Magali Chesnel souffre de vertiges; elle aime aussi prendre des photos de très hautes hauteurs. Le premier n’a pas empêché le second. En 2016, elle faisait du vélo dans les marais salants colorés de la Camargue, sa France natale, lorsqu'elle a vu un dépliant annonçant une promenade de 45 minutes dans un avion ultra-léger à deux places – un engin de type deltaplane qui est devenu de plus en plus populaire. au cours des dernières décennies. Surmontant son inquiétude, Chesnel s'est inscrite à un vol et a emporté son appareil photo. Une fois en haut, elle a été surprise de se retrouver complètement absorbée en essayant de photographier les paysages spectaculaires en dessous d'elle.

"Je ne peux pas l'expliquer, mais je me sentais vraiment comme si j'étais dans mon propre monde", dit-elle. «Je me sentais en sécurité, je me sentais bien. Mais mets-moi sur un pont de verre et je ne pourrais pas marcher. "

De haut, a découvert Chesnel, les paysages balnéaires du sud de la France ressemblent à des peintures abstraites, avec des bandes de couleurs vibrantes qui se fondent les unes dans les autres. Ils lui ont rappelé des toiles de l'artiste américain du milieu du siècle Mark Rothko. Certains marais étaient roses ou orange, grâce à la prolifération d'une algue appelée Dunaliella salina. Selon leurs niveaux de salinisation et les types d'algues, les autres marais étaient verts, jaune doré ou brun. «J'aime repousser la frontière entre les peintures et les photographies», explique Chesnel, qui a suivi une formation de peintre et qui n'est que récemment passé à la photographie.

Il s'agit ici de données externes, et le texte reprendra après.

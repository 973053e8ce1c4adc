use std::collections::BTreeMap;

use nalgebra::{DMatrix, DVector, SymmetricEigen};

use crate::{pearson_or_zero, AlphaGrid, LinRegError};

const TRAIN: [&str; 3] = ["train design columns", "train rows", "train channels"];
const SELECT: [&str; 3] = ["select design columns", "select rows", "select channels"];
const TEST: [&str; 3] = ["test design columns", "test rows", "test channels"];

/// Ridge regression solved for many strengths from one eigendecomposition.
///
/// With `X^T X = Q diag(L) Q^T` and `U = Q^T X^T Y`, the ridge solution for
/// strength `a` is `Q diag(1 / (L + a)) U`. The decomposition costs O(F^3) once,
/// every strength afterwards only O(F^2 * C).
///
/// All arithmetic is done in `f64`.
#[derive(Debug, Clone)]
pub struct MultiAlphaRidge {
    eigenvectors: DMatrix<f64>,
    eigenvalues: DVector<f64>,
    projected: DMatrix<f64>,
}

impl MultiAlphaRidge {
    /// Decompose the gram matrix of the training design
    ///
    /// # Arguments:
    /// design: `T x F` training design matrix
    /// targets: `T x C` training responses, one column per channel
    pub fn new(design: &DMatrix<f64>, targets: &DMatrix<f64>) -> Result<Self, LinRegError> {
        if design.nrows() != targets.nrows() {
            return Err(LinRegError::ShapeMismatch {
                what: "train design rows vs train target rows",
                expected: design.nrows(),
                got: targets.nrows(),
            });
        }

        let gram = design.tr_mul(design);
        let eigen = SymmetricEigen::new(gram);
        let projected = eigen.eigenvectors.tr_mul(&design.tr_mul(targets));

        Ok(Self {
            eigenvectors: eigen.eigenvectors,
            eigenvalues: eigen.eigenvalues,
            projected,
        })
    }

    /// Number of design columns
    #[inline(always)]
    pub fn num_features(&self) -> usize {
        self.eigenvalues.len()
    }

    /// Number of target channels
    #[inline(always)]
    pub fn num_targets(&self) -> usize {
        self.projected.ncols()
    }

    /// The `F x C` ridge weights for one strength
    pub fn weights(&self, alpha: f64) -> DMatrix<f64> {
        let mut scaled = self.projected.clone();
        for (i, lambda) in self.eigenvalues.iter().enumerate() {
            scaled.row_mut(i).scale_mut(1.0 / (lambda + alpha));
        }

        &self.eigenvectors * scaled
    }

    /// Pick for every channel independently the strength whose weights
    /// correlate best with the responses of a held out split.
    /// Ties resolve to the lowest grid index.
    pub fn select_alphas(
        &self,
        grid: &AlphaGrid,
        design: &DMatrix<f64>,
        targets: &DMatrix<f64>,
    ) -> Result<AlphaSelection, LinRegError> {
        check_pair(design, targets, self.num_features(), self.num_targets(), SELECT)?;

        let n_targets = self.num_targets();
        let mut best_alphas = vec![0; n_targets];
        let mut correlations = vec![f64::NEG_INFINITY; n_targets];
        let mut weights: DMatrix<f64> = DMatrix::zeros(self.num_features(), n_targets);

        for (alpha_idx, alpha) in grid.alphas().iter().enumerate() {
            let wts = self.weights(*alpha);
            let pred = design * &wts;
            for chan in 0..n_targets {
                let r = pearson_or_zero(&pred.column(chan), &targets.column(chan));
                if r > correlations[chan] {
                    correlations[chan] = r;
                    best_alphas[chan] = alpha_idx;
                    weights.set_column(chan, &wts.column(chan));
                }
            }
            trace!("alpha {}: {:.3e} evaluated on {} rows", alpha_idx, alpha, design.nrows());
        }

        Ok(AlphaSelection {
            best_alphas,
            correlations,
            weights,
        })
    }
}

/// Outcome of the per channel strength selection
#[derive(Debug, Clone)]
pub struct AlphaSelection {
    /// Grid index of the chosen strength per channel
    pub best_alphas: Vec<usize>,
    /// Correlation on the selection split reached with the chosen strength
    pub correlations: Vec<f64>,
    /// `F x C` weights of the chosen strength per channel
    pub weights: DMatrix<f64>,
}

/// The train, select and test design/response pairs of one fold
#[derive(Debug, Clone, Copy)]
pub struct SplitData<'a> {
    /// Training design
    pub x_train: &'a DMatrix<f64>,
    /// Training responses
    pub y_train: &'a DMatrix<f64>,
    /// Design used for selecting the strength
    pub x_select: &'a DMatrix<f64>,
    /// Responses used for selecting the strength
    pub y_select: &'a DMatrix<f64>,
    /// Held out design
    pub x_test: &'a DMatrix<f64>,
    /// Held out responses
    pub y_test: &'a DMatrix<f64>,
}

/// The selected model of a single channel within one fold
#[derive(Debug, Clone, PartialEq)]
pub struct ChannelModel {
    /// Index into the alpha grid
    pub alpha_index: usize,
    /// The weight vector of length F
    pub weights: DVector<f64>,
    /// Pearson's r on the test split, 0 when undefined
    pub test_correlation: f64,
}

/// Per channel result of fitting, selecting and scoring one fold.
/// `None` marks a channel without valid samples in one of the splits.
#[derive(Debug, Clone)]
pub struct RidgeCvFit {
    channels: Vec<Option<ChannelModel>>,
    num_features: usize,
}

impl RidgeCvFit {
    /// The per channel models
    #[inline(always)]
    pub fn channels(&self) -> &[Option<ChannelModel>] {
        &self.channels
    }

    /// Number of design columns every weight vector has
    #[inline(always)]
    pub fn num_features(&self) -> usize {
        self.num_features
    }

    /// Test correlation per channel, NaN for degenerate channels
    pub fn test_correlations(&self) -> Vec<f64> {
        self.channels
            .iter()
            .map(|m| m.as_ref().map_or(f64::NAN, |m| m.test_correlation))
            .collect()
    }

    /// Selected grid index per channel, NaN for degenerate channels
    pub fn best_alphas(&self) -> Vec<f64> {
        self.channels
            .iter()
            .map(|m| m.as_ref().map_or(f64::NAN, |m| m.alpha_index as f64))
            .collect()
    }

    /// `C x F` weights, rows of degenerate channels are NaN
    pub fn weight_matrix(&self) -> DMatrix<f64> {
        let mut out = DMatrix::from_element(self.channels.len(), self.num_features, f64::NAN);
        for (chan, model) in self.channels.iter().enumerate() {
            if let Some(m) = model {
                out.set_row(chan, &m.weights.transpose());
            }
        }
        out
    }
}

/// Fit all strengths on the train split, select one per channel on the select
/// split and score it on the test split.
///
/// Channels are grouped by which rows hold finite responses. Each group shares
/// one decomposition over its valid rows, so a fully observed recording costs
/// exactly one decomposition. A channel lacking any valid row in one of the
/// splits is not fitted and reported as `None`.
pub fn fit_select_score(split: &SplitData, grid: &AlphaGrid) -> Result<RidgeCvFit, LinRegError> {
    let num_features = split.x_train.ncols();
    let num_channels = split.y_train.ncols();
    check_pair(split.x_train, split.y_train, num_features, num_channels, TRAIN)?;
    check_pair(split.x_select, split.y_select, num_features, num_channels, SELECT)?;
    check_pair(split.x_test, split.y_test, num_features, num_channels, TEST)?;

    let mut groups: BTreeMap<[Vec<usize>; 3], Vec<usize>> = BTreeMap::new();
    let mut channels: Vec<Option<ChannelModel>> = vec![None; num_channels];
    for chan in 0..num_channels {
        let rows = [
            finite_rows(split.y_train, chan),
            finite_rows(split.y_select, chan),
            finite_rows(split.y_test, chan),
        ];
        if rows.iter().any(|r| r.is_empty()) {
            warn!("channel {} has no valid samples in one of the splits, skipping it", chan);
            continue;
        }
        groups.entry(rows).or_default().push(chan);
    }
    debug!("fitting {} channels in {} row groups", num_channels, groups.len());

    for ([train_rows, select_rows, test_rows], chans) in groups.iter() {
        let x_train = split.x_train.select_rows(train_rows);
        let y_train = split.y_train.select_rows(train_rows).select_columns(chans);
        let x_select = split.x_select.select_rows(select_rows);
        let y_select = split.y_select.select_rows(select_rows).select_columns(chans);
        let x_test = split.x_test.select_rows(test_rows);
        let y_test = split.y_test.select_rows(test_rows).select_columns(chans);

        let ridge = MultiAlphaRidge::new(&x_train, &y_train)?;
        let selection = ridge.select_alphas(grid, &x_select, &y_select)?;
        let test_pred = &x_test * &selection.weights;

        for (i, chan) in chans.iter().enumerate() {
            channels[*chan] = Some(ChannelModel {
                alpha_index: selection.best_alphas[i],
                weights: selection.weights.column(i).into_owned(),
                test_correlation: pearson_or_zero(&test_pred.column(i), &y_test.column(i)),
            });
        }
    }

    Ok(RidgeCvFit {
        channels,
        num_features,
    })
}

fn finite_rows(m: &DMatrix<f64>, col: usize) -> Vec<usize> {
    m.column(col)
        .iter()
        .enumerate()
        .filter(|(_, v)| v.is_finite())
        .map(|(i, _)| i)
        .collect()
}

fn check_pair(
    design: &DMatrix<f64>,
    targets: &DMatrix<f64>,
    num_features: usize,
    num_targets: usize,
    what: [&'static str; 3],
) -> Result<(), LinRegError> {
    if design.ncols() != num_features {
        return Err(LinRegError::ShapeMismatch {
            what: what[0],
            expected: num_features,
            got: design.ncols(),
        });
    }
    if design.nrows() != targets.nrows() {
        return Err(LinRegError::ShapeMismatch {
            what: what[1],
            expected: design.nrows(),
            got: targets.nrows(),
        });
    }
    if targets.ncols() != num_targets {
        return Err(LinRegError::ShapeMismatch {
            what: what[2],
            expected: num_targets,
            got: targets.ncols(),
        });
    }
    Ok(())
}
#[tokio::test]
async fn test_rejected_requests_move_nothing() -> Result<()> {
    let (service, _temp) = test_service().await?;
    let market = Market::setup(&service, 5, dec!(10), dec!(100)).await?;

    let err = service
        .transfer_ownership(TransferRequest::new(market.seller, market.seller, market.company, 1))
        .await
        .unwrap_err();
    assert!(matches!(err, AppError::SelfTransfer(id) if id == market.seller));

    let err = service
        .transfer_ownership(TransferRequest::new(market.seller, market.buyer, market.company, 6))
        .await
        .unwrap_err();
    assert!(matches!(
        err,
        AppError::InsufficientShares { owned: 5, requested: 6, .. }
    ));

    let err = service
        .transfer_ownership(TransferRequest::new(market.seller, market.buyer, market.company, 0))
        .await
        .unwrap_err();
    assert!(matches!(err, AppError::InvalidQuantity(0)));

    let err = service
        .transfer_ownership_with(
            TransferRequest::new(market.seller, market.buyer, market.company, 1),
            &FixedPrice(Funds::ZERO),
        )
        .await
        .unwrap_err();
    assert!(matches!(err, AppError::PriceUnavailable(id) if id == market.company));

    let err = service
        .transfer_ownership_with(
            TransferRequest::new(market.seller, market.buyer, market.company, 1),
            &NoQuote,
        )
        .await
        .unwrap_err();
    assert!(matches!(err, AppError::PriceUnavailable(id) if id == market.company));

    let err = service
        .transfer_ownership(TransferRequest::new(market.seller, 999, market.company, 1))
        .await
        .unwrap_err();
    assert!(matches!(err, AppError::UserNotFound(999)));

    let err = service
        .transfer_ownership(TransferRequest::new(999, market.buyer, market.company, 1))
        .await
        .unwrap_err();
    assert!(matches!(err, AppError::UserNotFound(999)));

    // Validation failures never reach the journal
    assert!(service.list_transfers(None).await?.is_empty());
    assert_eq!(service.ledger().holdings(market.seller, market.company).await?, 5);
    assert_eq!(service.get_user(market.buyer).await?.funds, dec!(100));

    Ok(())
}

#[tokio::test]
async fn test_failed_payment_is_journaled() -> Result<()> {
    let (service, _temp) = test_service().await?;
    let market = Market::setup(&service, 5, dec!(10), dec!(20)).await?;

    let err = service
        .transfer_ownership(TransferRequest::new(market.seller, market.buyer, market.company, 3))
        .await
        .unwrap_err();
    assert!(matches!(
        err,
        AppError::FundsTransferFailed(FundsError::InsufficientFunds { .. })
    ));

    assert_eq!(service.ledger().holdings(market.seller, market.company).await?, 5);
    assert_eq!(service.get_user(market.buyer).await?.funds, dec!(20));
    assert_eq!(service.get_user(market.seller).await?.funds, dec!(0));

    let failed = service.list_transfers(Some(TransferStatus::Failed)).await?;
    assert_eq!(failed.len(), 1);
    assert!(failed[0].failure.is_some());
    assert!(failed[0].stock_ids.is_empty());

    assert!(service.check_integrity().await?.is_healthy());

    Ok(())
}

#[tokio::test]
async fn test_concurrent_sales_never_oversell() -> Result<()> {
    let (service, _temp) = test_service().await?;
    let market = Market::setup(&service, 5, dec!(10), dec!(100)).await?;

    let first = TransferRequest::new(market.seller, market.buyer, market.company, 3);
    let second = TransferRequest::new(market.seller, market.other, market.company, 3);
    let (a, b) = tokio::join!(
        service.transfer_ownership(first),
        service.transfer_ownership(second)
    );

    let outcomes = [a, b];
    let wins = outcomes.iter().filter(|r| r.is_ok()).count();
    assert_eq!(wins, 1);
    assert!(outcomes.iter().any(|r| matches!(
        r,
        Err(AppError::InsufficientShares { owned: 2, requested: 3, .. })
    )));

    let ledger = service.ledger();
    assert_eq!(ledger.holdings(market.seller, market.company).await?, 2);
    assert_eq!(ledger.get_total_stocks_from_company(market.company).await?, 5);
    assert!(service.check_integrity().await?.is_healthy());

    Ok(())
}

#[tokio::test]
async fn test_concurrent_sales_to_one_buyer_across_services() -> Result<()> {
    let (repo, first, _temp) = test_repository().await?;
    let second = ExchangeService::new(repo.clone());
    let market = Market::setup(&first, 5, dec!(10), dec!(100)).await?;

    // Separate services hold separate company locks
    let request = TransferRequest::new(market.seller, market.buyer, market.company, 3);
    let (a, b) = tokio::join!(
        first.transfer_ownership(request),
        second.transfer_ownership(request)
    );
    assert!(!(a.is_ok() && b.is_ok()), "six units sold out of five");

    let delivered: Vec<_> = a
        .iter()
        .chain(b.iter())
        .flat_map(|t| t.stock_ids.clone())
        .collect();
    let unique: HashSet<_> = delivered.iter().collect();
    assert_eq!(unique.len(), delivered.len());

    // The buyer pays for exactly the units they hold
    let held = first.ledger().holdings(market.buyer, market.company).await?;
    let buyer = first.get_user(market.buyer).await?;
    let seller = first.get_user(market.seller).await?;
    assert_eq!(buyer.funds, dec!(100) - dec!(10) * Funds::from(held));
    assert_eq!(seller.funds, dec!(10) * Funds::from(held));
    assert_eq!(first.ledger().get_total_stocks_from_company(market.company).await?, 5);
    assert!(first.check_integrity().await?.is_healthy());

    Ok(())
}

#[tokio::test]
async fn test_buyer_units_from_another_sale_are_not_delivered_again() -> Result<()> {
    let (repo, service, _temp) = test_repository().await?;
    let market = Market::setup(&service, 3, dec!(10), dec!(100)).await?;

    let earlier = service
        .transfer_ownership(TransferRequest::new(market.seller, market.buyer, market.company, 1))
        .await?;
    let sold = earlier.stock_ids[0];
    let remaining: Vec<_> = service
        .ledger()
        .holding_units(market.seller, market.company)
        .await?
        .iter()
        .map(|s| s.id)
        .collect();

    // A paid sale whose stale selection includes the unit the buyer already got
    let request = TransferRequest::new(market.seller, market.buyer, market.company, 2);
    let mut entry = StockTransfer::new(&request, dec!(10), dec!(20));
    entry.status = TransferStatus::Funded;
    entry.stock_ids = vec![sold, remaining[0]];
    repo.save_transfer(&entry).await?;

    let results = service.recover_transfers().await?;
    assert_eq!(results.len(), 1);
    match &results[0].outcome {
        Err(AppError::PartialReassignmentFailure {
            succeeded,
            failed,
            refunded,
        }) => {
            assert_eq!(succeeded, &vec![remaining[0]]);
            assert_eq!(failed.len(), 1);
            assert_eq!(failed[0].stock_id, sold);
            assert_eq!(*refunded, Some(dec!(10)));
        }
        other => panic!("expected partial failure, got {:?}", other.as_ref().err()),
    }

    assert_eq!(service.ledger().holdings(market.buyer, market.company).await?, 2);
    assert_eq!(
        service.get_transfer(entry.id).await?.status,
        TransferStatus::Compensated
    );

    Ok(())
}

#[tokio::test]
async fn test_recover_completes_funded_transfer() -> Result<()> {
    let (repo, service, _temp) = test_repository().await?;
    let market = Market::setup(&service, 4, dec!(10), dec!(100)).await?;
    let units: Vec<_> = service.ledger().get_stocks().await?.iter().map(|s| s.id).collect();

    // Paid, then interrupted before any unit moved
    let request = TransferRequest::new(market.seller, market.buyer, market.company, 2);
    let mut entry = StockTransfer::new(&request, dec!(10), dec!(20));
    entry.status = TransferStatus::Funded;
    entry.stock_ids = units[..2].to_vec();
    repo.save_transfer(&entry).await?;

    // The first unit was handed over before the interruption
    let guard = ReassignGuard {
        from_owner: market.seller,
        company_id: market.company,
        transfer_id: entry.id,
    };
    assert!(repo.reassign_stock(units[0], market.buyer, Some(guard)).await?);

    let report = service.check_integrity().await?;
    assert!(!report.is_healthy());

    let results = service.recover_transfers().await?;
    assert_eq!(results.len(), 1);
    assert_eq!(results[0].transfer_id, entry.id);
    let recovered = results[0].outcome.as_ref().expect("recovery should succeed");
    assert_eq!(recovered.status, TransferStatus::Completed);
    assert_eq!(recovered.stock_ids, units[..2].to_vec());

    assert_eq!(service.ledger().holdings(market.buyer, market.company).await?, 2);
    assert_eq!(
        service.get_transfer(entry.id).await?.status,
        TransferStatus::Completed
    );

    // Nothing left to do
    assert!(service.recover_transfers().await?.is_empty());
    assert!(service.check_integrity().await?.is_healthy());

    Ok(())
}
mod repository;

pub use repository::*;

/// SQL migration for users
pub const MIGRATION_001_USERS: &str = include_str!("migrations/001_users.sql");

/// SQL migration for companies and share units
pub const MIGRATION_002_COMPANIES_STOCKS: &str =
    include_str!("migrations/002_companies_stocks.sql");

/// SQL migration for the share transfer journal
pub const MIGRATION_003_STOCK_TRANSFERS: &str = include_str!("migrations/003_stock_transfers.sql");

/// SQL migration for applied payments, keyed by transfer and kind
pub const MIGRATION_004_PAYMENTS: &str = include_str!("migrations/004_payments.sql");

/// Reverse migrations, applied newest first. Each drops exactly the tables its
/// forward migration created.
pub const MIGRATIONS_DOWN: [&str; 4] = [
    include_str!("migrations/004_payments_down.sql"),
    include_str!("migrations/003_stock_transfers_down.sql"),
    include_str!("migrations/002_companies_stocks_down.sql"),
    include_str!("migrations/001_users_down.sql"),
];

Elle a commencé à publier les images en ligne et à les soumettre à des concours de photos, remportant des prix de National Geographic, Le photographe indépendant, et Tout sur la photo magazine. En 2018, Chesnel était présente aux Rencontres d'Arles, un grand festival de photographie français, lorsqu'elle a été impliquée dans un accident de voiture. Elle a passé l'année suivante incapable de marcher, subissant une opération après une opération à la colonne vertébrale. Pendant qu'elle était temporairement immobilisée, elle a acheté un drone pour continuer à prendre des photos aériennes.

Lorsqu'elle a finalement retrouvé la capacité de marcher à la fin de l'année dernière, elle a découvert que son pilote d'avion ultra-léger préféré avait pris sa retraite. Elle a essayé de voler avec quelqu'un d'autre, mais l'expérience a été une déception. «Vous devez trouver un pilote qui comprend ce que vous voulez et qui connaît la zone au-dessus de laquelle il vole», explique-t-elle. Bien qu'elle apprécie la flexibilité des drones, elle a dit qu'ils ne se comparent pas à l'expérience de planer au-dessus de la terre.

"Avec des drones, vous pouvez prendre de superbes photos, mais avec des avions ultra-légers, vous avez également cette expérience incroyable", dit-elle. «Quand je suis dans les airs, je me sens absolument en paix avec moi-même. Ce sont les meilleurs moments de ma vie. »

Ce sentiment de paix est presque palpable dans ses photographies aériennes, qui possèdent un calme zen. Chesnel espère que les spectateurs des images seront temporairement retirés de leurs préoccupations quotidiennes et auront une nouvelle perspective sur le monde. (Son travail est présenté dans l'exposition publique Fence, actuellement à l'affiche à Houston, Atlanta et Sarasota.) "Du sol, vous pouvez voir quelque chose qui n'a pas l'air glamour du tout, mais d'en haut, cela devient beau", dit-elle .

En ce qui concerne le vertige, il semble que ce soit une question de perspective.